It is sometimes best to sit quietly next to each other, asking no questions and troubling no scars.

  Sylvie and Rosie.

  Sylverani and Afroze.

  Mother and daughter began a slow dance of reconciliation that silenced the massive roar of every single thing that could have been said and said and said.

  Afroze noticed that in the morning, her mother arrived to the breakfast table unmade up with garish pastes. She was proud in her baldness and finally allowed the beautiful morning sun to fall on her scalp, dappling it and playing with skin that had been tormented by acrylic wigs. Over the next couple of days, she stopped wearing her red satin gowns with their uncomfortable ruffled collars, and just sat there in the lightest and most pleasant white kaftans. She still wore lipstick, the redder the better. She still demanded her breakfasts, those greasy plates of eggs and sausages, even though she could barely eat them.

  “Why do you insist on having Halaima give you those breakfast plates, Mother?” Afroze asked her one day.

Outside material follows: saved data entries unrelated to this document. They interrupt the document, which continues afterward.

//! Reload fan-out over real ZeroMQ sockets.
//!
//! One node binds the PUB side; every node subscribes to it. A mutation on
//! the binding node must reload the schedulers of all nodes.

use std::sync::Arc;
use std::time::Duration;

use chrono::{Duration as ChronoDuration, Utc};

use dynlog_core::{BaseConfig, Trigger};
use dynlog_propagate::{BusConfig, BusEndpoint, BusPropagator, Propagator};
use dynlog_scheduler::{MemoryStore, RecordingApplier, Scheduler};

struct Node {
    store: Arc<MemoryStore>,
    scheduler: Arc<Scheduler>,
    propagator: BusPropagator,
}

fn node(publish: BusEndpoint, subscribe: BusEndpoint, bind_publisher: bool) -> Node {
    let store = Arc::new(MemoryStore::new());
    let applier = Arc::new(RecordingApplier::new());
    let scheduler = Scheduler::new(store.clone(), applier, BaseConfig::default());
    let propagator = BusPropagator::new(
        BusConfig {
            publish,
            subscribe,
            bind_publisher,
        },
        store.clone(),
        scheduler.clone(),
        None,
    );
    Node {
        store,
        scheduler,
        propagator,
    }
}

async fn await_applied(node: &Node) {
    let mut applied = node.scheduler.applied();
    tokio::time::timeout(Duration::from_secs(3), applied.changed())
        .await
        .expect("no reload observed")
        .unwrap();
}

#[tokio::test]
async fn store_mutation_reloads_every_node() {
    let hub = BusEndpoint::tcp("127.0.0.1", 15840);
    // The second node binds its own publisher that nobody subscribes to;
    // it only listens in this scenario.
    let idle = BusEndpoint::tcp("127.0.0.1", 15841);

    let a = node(hub.clone(), hub.clone(), true);
    let b = node(idle, hub, true);

    a.propagator.setup().await.unwrap();
    tokio::time::sleep(Duration::from_millis(50)).await;
    b.propagator.setup().await.unwrap();
    tokio::time::sleep(Duration::from_millis(200)).await;

    let cfg = a.store.put_config_json("quiet", "{}").unwrap();
    let t = a.store.put_trigger(Trigger::new(
        "t",
        Some(Utc::now() - ChronoDuration::hours(1)),
        Some(Utc::now() + ChronoDuration::hours(1)),
        cfg.id,
    ));

    // Node B has nothing in its store, but it must still have reloaded.
    await_applied(&b).await;

    // Node A receives its own signal back through the hub and activates
    // the new window.
    let deadline = tokio::time::Instant::now() + Duration::from_secs(3);
    loop {
        if a.scheduler.current_trigger().await.id == t.id {
            break;
        }
        assert!(
            tokio::time::Instant::now() < deadline,
            "node A never activated the new window"
        );
        tokio::time::sleep(Duration::from_millis(20)).await;
    }

    a.propagator.teardown().await;
    b.propagator.teardown().await;
}

#[tokio::test]
async fn explicit_propagate_reaches_subscribers() {
    let hub = BusEndpoint::tcp("127.0.0.1", 15860);
    let idle = BusEndpoint::tcp("127.0.0.1", 15861);

    let a = node(hub.clone(), hub.clone(), true);
    let b = node(idle, hub, true);

    a.propagator.setup().await.unwrap();
    tokio::time::sleep(Duration::from_millis(50)).await;
    b.propagator.setup().await.unwrap();
    tokio::time::sleep(Duration::from_millis(200)).await;

    a.propagator.propagate().await.unwrap();
    await_applied(&b).await;

    a.propagator.teardown().await;
    b.propagator.teardown().await;
}

#[tokio::test]
async fn propagate_before_setup_is_an_error() {
    let hub = BusEndpoint::tcp("127.0.0.1", 15870);
    let a = node(hub.clone(), hub, true);
    assert!(a.propagator.propagate().await.is_err());
}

She playfully pulled the plate away.

  Not good for you. This food will kill you, you know.

  Sylvie made a mock-angry face and lightly pulled the plate back toward her. She picked up a fork and played with the food, arranging it in a pattern. Criss-cross crisps of bacon, and a round yellow egg. Noughts and crosses.

  There was an ease about Sylvie now, once the burden had been released, once the secrecy and guilt were quelled. She spoke openly now, her tone lighter, almost humorous, as she slowly cast off the darkness that being in prison had cloaked her in. Little anecdotes now slipped into conversations, and as she told snippets of her story, everyone grew braver and asked her more questions. All her years of silence fell away. Her stories healed her as she told them, and healed Afroze as she listened in rapt attention.

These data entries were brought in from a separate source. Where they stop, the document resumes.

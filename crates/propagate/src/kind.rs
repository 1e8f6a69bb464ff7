//! Strategy selection and settings.

use std::path::Path;
use std::str::FromStr;
use std::sync::Arc;
use std::time::Duration;

use serde::{Deserialize, Serialize};

use dynlog_scheduler::{Scheduler, TriggerStore};

use crate::bus::{BusConfig, BusPropagator};
use crate::error::PropagateError;
use crate::local::LocalPropagator;
use crate::poll::PollPropagator;
use crate::traits::{NullPropagator, Propagator};

/// The closed set of propagation strategies, resolved at startup. There is
/// no dynamic strategy loading.
#[derive(Debug, Clone, Copy, Default, PartialEq, Eq, Serialize, Deserialize)]
#[serde(rename_all = "snake_case")]
pub enum PropagatorKind {
    Null,
    #[default]
    Local,
    Poll,
    Bus,
}

impl FromStr for PropagatorKind {
    type Err = PropagateError;

    fn from_str(s: &str) -> Result<Self, Self::Err> {
        match s.to_ascii_lowercase().as_str() {
            "null" => Ok(Self::Null),
            "local" => Ok(Self::Local),
            "poll" => Ok(Self::Poll),
            "bus" => Ok(Self::Bus),
            other => Err(PropagateError::Settings(format!(
                "unknown propagator kind: {other}"
            ))),
        }
    }
}

fn default_poll_interval_secs() -> u64 {
    60
}

/// Propagation settings, loadable from a TOML document.
#[derive(Debug, Clone, Serialize, Deserialize)]
pub struct PropagateSettings {
    #[serde(default)]
    pub kind: PropagatorKind,

    /// Sweep period for the poll strategy.
    #[serde(default = "default_poll_interval_secs")]
    pub poll_interval_secs: u64,

    /// Debounce applied to propagated reloads; absent means reload
    /// immediately.
    #[serde(default)]
    pub debounce_ms: Option<u64>,

    /// Bus wiring; required by the bus strategy.
    #[serde(default)]
    pub bus: Option<BusConfig>,
}

impl Default for PropagateSettings {
    fn default() -> Self {
        Self {
            kind: PropagatorKind::default(),
            poll_interval_secs: default_poll_interval_secs(),
            debounce_ms: None,
            bus: None,
        }
    }
}

impl PropagateSettings {
    pub fn from_file(path: impl AsRef<Path>) -> Result<Self, PropagateError> {
        let raw = std::fs::read_to_string(path)?;
        Ok(toml::from_str(&raw)?)
    }

    pub fn debounce(&self) -> Option<Duration> {
        self.debounce_ms.map(Duration::from_millis)
    }
}

/// Build the configured strategy. The factory is the only place strategies
/// come from settings, so a new kind forces the compiler through every
/// arm.
pub fn build_propagator(
    settings: &PropagateSettings,
    store: Arc<dyn TriggerStore>,
    scheduler: Arc<Scheduler>,
) -> Result<Box<dyn Propagator>, PropagateError> {
    let debounce = settings.debounce();
    match settings.kind {
        PropagatorKind::Null => Ok(Box::new(NullPropagator)),
        PropagatorKind::Local => Ok(Box::new(LocalPropagator::new(store, scheduler, debounce))),
        PropagatorKind::Poll => Ok(Box::new(PollPropagator::new(
            store,
            scheduler,
            Duration::from_secs(settings.poll_interval_secs),
        ))),
        PropagatorKind::Bus => {
            let bus = settings.bus.clone().ok_or_else(|| {
                PropagateError::Settings("bus strategy requires [bus] settings".to_string())
            })?;
            Ok(Box::new(BusPropagator::new(bus, store, scheduler, debounce)))
        }
    }
}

  “When I was in prison,” Sylvie began, “the prison matron was a cruel woman we called Beetle. Everyone called her that, even our warders, because when she breathed, she sounded like a 1972 Beetle starting up on a cold winter’s day.” The memory of Beetle and her hawking morning breaths made Sylvie giggle and turn bright red with the effort.

  Bibi, seated nearby, also began to laugh. “And then? And then what, Madam Sylvie?” Bibi asked, unaware of the gravity of the story’s context.

  “Oh, this Beetle. She would come to our cells. We had been starving for days, given nothing. Not even water. And she would walk through the passage outside our cells, carrying a plate of her hot breakfast in her hand.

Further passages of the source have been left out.